Collected data entries
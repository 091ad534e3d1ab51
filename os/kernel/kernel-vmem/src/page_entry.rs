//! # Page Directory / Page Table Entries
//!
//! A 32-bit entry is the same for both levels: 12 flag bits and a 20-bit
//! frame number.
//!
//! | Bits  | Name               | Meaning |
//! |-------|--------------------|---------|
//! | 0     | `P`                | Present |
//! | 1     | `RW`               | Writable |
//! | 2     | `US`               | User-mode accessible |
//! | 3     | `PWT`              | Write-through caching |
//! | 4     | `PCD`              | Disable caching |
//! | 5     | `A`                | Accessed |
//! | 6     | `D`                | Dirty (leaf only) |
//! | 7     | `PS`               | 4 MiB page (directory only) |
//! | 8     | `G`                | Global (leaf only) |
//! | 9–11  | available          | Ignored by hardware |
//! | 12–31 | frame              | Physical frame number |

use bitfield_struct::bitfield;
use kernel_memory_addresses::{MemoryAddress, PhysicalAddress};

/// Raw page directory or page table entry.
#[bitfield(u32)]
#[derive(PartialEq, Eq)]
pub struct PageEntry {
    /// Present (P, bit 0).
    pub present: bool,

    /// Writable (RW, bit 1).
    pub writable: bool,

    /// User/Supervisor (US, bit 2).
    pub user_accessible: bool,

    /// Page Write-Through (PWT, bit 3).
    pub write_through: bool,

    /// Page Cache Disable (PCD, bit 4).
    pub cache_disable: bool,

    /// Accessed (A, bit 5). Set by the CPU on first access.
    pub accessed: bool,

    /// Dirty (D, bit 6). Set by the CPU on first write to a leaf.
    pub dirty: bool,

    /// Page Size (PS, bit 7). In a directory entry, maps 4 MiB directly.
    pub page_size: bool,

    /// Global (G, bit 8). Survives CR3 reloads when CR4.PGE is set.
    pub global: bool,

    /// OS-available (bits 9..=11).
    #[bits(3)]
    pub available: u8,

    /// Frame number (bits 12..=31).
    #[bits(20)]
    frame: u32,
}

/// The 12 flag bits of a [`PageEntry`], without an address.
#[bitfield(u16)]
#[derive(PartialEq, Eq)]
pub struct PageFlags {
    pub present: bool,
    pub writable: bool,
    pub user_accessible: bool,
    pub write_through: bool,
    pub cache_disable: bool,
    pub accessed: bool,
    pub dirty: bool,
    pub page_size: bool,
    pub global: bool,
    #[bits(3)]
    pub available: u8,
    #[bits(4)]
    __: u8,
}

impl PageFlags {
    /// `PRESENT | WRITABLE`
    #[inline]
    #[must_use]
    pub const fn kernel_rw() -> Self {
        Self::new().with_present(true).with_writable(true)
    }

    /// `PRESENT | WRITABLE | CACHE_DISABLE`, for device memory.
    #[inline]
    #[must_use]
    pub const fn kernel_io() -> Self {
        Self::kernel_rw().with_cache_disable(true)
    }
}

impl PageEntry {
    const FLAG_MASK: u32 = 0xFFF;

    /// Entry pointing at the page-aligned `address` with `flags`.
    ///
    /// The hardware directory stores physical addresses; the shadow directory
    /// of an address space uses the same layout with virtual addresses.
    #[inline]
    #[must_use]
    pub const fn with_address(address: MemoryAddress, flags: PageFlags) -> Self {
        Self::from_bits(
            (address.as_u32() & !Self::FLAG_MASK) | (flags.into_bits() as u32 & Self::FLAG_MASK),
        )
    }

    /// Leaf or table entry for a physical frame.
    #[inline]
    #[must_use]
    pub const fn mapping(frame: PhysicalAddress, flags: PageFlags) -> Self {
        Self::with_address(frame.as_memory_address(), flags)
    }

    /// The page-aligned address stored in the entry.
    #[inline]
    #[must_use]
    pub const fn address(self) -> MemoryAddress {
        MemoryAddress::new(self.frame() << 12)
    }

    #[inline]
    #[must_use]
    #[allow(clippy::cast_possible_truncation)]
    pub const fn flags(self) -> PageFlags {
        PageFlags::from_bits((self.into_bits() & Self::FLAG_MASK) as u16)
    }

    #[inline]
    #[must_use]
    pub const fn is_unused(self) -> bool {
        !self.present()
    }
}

== EXERCISE OBJECTIVE ==
When a line in the records contains the string "const", it counts; state how many lines count, with no other words.

== RESPONSE TO THE EXERCISE ==
8